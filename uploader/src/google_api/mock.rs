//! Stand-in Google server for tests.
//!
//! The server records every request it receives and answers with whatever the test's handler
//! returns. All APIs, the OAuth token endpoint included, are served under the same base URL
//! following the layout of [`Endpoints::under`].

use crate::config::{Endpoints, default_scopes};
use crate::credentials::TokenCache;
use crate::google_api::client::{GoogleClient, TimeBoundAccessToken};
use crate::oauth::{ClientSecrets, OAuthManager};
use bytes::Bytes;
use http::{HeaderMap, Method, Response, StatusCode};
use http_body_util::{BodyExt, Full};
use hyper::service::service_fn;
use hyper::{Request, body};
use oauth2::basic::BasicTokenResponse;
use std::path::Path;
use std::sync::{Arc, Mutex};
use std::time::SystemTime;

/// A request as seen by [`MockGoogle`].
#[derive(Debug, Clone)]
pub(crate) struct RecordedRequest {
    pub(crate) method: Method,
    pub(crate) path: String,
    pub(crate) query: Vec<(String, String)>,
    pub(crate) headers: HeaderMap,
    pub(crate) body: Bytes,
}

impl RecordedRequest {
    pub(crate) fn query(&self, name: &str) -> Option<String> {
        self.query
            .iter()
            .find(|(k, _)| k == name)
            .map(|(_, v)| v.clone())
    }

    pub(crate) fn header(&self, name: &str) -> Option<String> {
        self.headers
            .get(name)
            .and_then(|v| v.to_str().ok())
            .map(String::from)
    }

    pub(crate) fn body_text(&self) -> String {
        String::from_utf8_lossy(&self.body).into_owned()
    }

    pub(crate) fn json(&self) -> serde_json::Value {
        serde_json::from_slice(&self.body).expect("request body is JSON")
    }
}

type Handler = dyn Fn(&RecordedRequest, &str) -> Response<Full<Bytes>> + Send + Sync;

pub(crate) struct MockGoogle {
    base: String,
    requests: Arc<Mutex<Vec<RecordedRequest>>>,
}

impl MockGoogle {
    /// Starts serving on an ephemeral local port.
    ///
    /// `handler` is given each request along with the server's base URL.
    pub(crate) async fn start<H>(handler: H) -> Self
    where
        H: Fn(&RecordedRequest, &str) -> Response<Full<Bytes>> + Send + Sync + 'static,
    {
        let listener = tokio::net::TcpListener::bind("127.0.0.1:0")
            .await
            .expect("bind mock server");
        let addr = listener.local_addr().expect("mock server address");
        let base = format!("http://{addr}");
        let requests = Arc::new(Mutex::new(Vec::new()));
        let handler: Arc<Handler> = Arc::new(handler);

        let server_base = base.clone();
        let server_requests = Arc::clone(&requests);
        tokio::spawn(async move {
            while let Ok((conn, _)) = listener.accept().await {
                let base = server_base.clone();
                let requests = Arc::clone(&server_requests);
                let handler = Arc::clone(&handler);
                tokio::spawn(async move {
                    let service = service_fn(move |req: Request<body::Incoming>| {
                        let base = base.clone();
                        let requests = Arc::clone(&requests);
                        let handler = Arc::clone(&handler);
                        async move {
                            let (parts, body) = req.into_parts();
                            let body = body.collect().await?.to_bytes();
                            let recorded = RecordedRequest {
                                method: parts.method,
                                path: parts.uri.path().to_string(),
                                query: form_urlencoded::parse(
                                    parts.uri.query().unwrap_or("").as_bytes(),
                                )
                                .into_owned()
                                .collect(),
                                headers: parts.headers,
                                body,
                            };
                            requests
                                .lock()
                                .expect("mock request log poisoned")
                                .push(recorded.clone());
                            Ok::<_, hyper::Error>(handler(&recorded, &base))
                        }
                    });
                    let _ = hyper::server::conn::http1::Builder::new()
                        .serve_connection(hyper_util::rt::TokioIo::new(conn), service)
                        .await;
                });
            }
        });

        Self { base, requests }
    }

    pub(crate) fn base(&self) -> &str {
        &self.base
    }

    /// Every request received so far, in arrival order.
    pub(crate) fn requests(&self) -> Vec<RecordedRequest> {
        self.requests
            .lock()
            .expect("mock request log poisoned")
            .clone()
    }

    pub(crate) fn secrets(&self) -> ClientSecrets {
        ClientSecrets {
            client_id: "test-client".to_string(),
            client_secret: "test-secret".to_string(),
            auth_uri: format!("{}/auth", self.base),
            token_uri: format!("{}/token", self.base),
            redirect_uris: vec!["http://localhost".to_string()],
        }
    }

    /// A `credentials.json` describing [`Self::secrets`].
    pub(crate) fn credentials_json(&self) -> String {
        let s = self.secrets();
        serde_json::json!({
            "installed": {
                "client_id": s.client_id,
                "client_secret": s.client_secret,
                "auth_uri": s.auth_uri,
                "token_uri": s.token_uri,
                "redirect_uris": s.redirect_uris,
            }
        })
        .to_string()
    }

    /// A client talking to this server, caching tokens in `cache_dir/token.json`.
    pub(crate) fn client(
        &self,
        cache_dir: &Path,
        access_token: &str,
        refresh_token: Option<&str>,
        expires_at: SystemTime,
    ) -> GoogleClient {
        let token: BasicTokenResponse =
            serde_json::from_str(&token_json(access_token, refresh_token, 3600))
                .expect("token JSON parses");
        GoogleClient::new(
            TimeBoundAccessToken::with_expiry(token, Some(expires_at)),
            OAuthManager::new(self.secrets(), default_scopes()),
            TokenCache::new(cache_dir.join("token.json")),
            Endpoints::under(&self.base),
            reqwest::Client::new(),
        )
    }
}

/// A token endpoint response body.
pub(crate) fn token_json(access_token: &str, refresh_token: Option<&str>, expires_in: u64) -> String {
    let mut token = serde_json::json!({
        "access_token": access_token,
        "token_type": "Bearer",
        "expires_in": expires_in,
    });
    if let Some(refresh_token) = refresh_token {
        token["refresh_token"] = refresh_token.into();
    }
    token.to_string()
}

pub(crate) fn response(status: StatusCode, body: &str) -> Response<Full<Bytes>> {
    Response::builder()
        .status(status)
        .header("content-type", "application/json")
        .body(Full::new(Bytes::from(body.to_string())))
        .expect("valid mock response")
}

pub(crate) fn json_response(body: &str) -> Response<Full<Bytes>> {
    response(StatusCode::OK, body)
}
= = = = =
-- Task prompt --
Quote, with nothing altered, all lines from the start of the entries to the line that carries "following the layout", inclusive.

-- Written answer --
filename uploader/src/google_api/mock.rs
//! Stand-in Google server for tests.
//!
//! The server records every request it receives and answers with whatever the test's handler
//! returns. All APIs, the OAuth token endpoint included, are served under the same base URL
//! following the layout of [`Endpoints::under`].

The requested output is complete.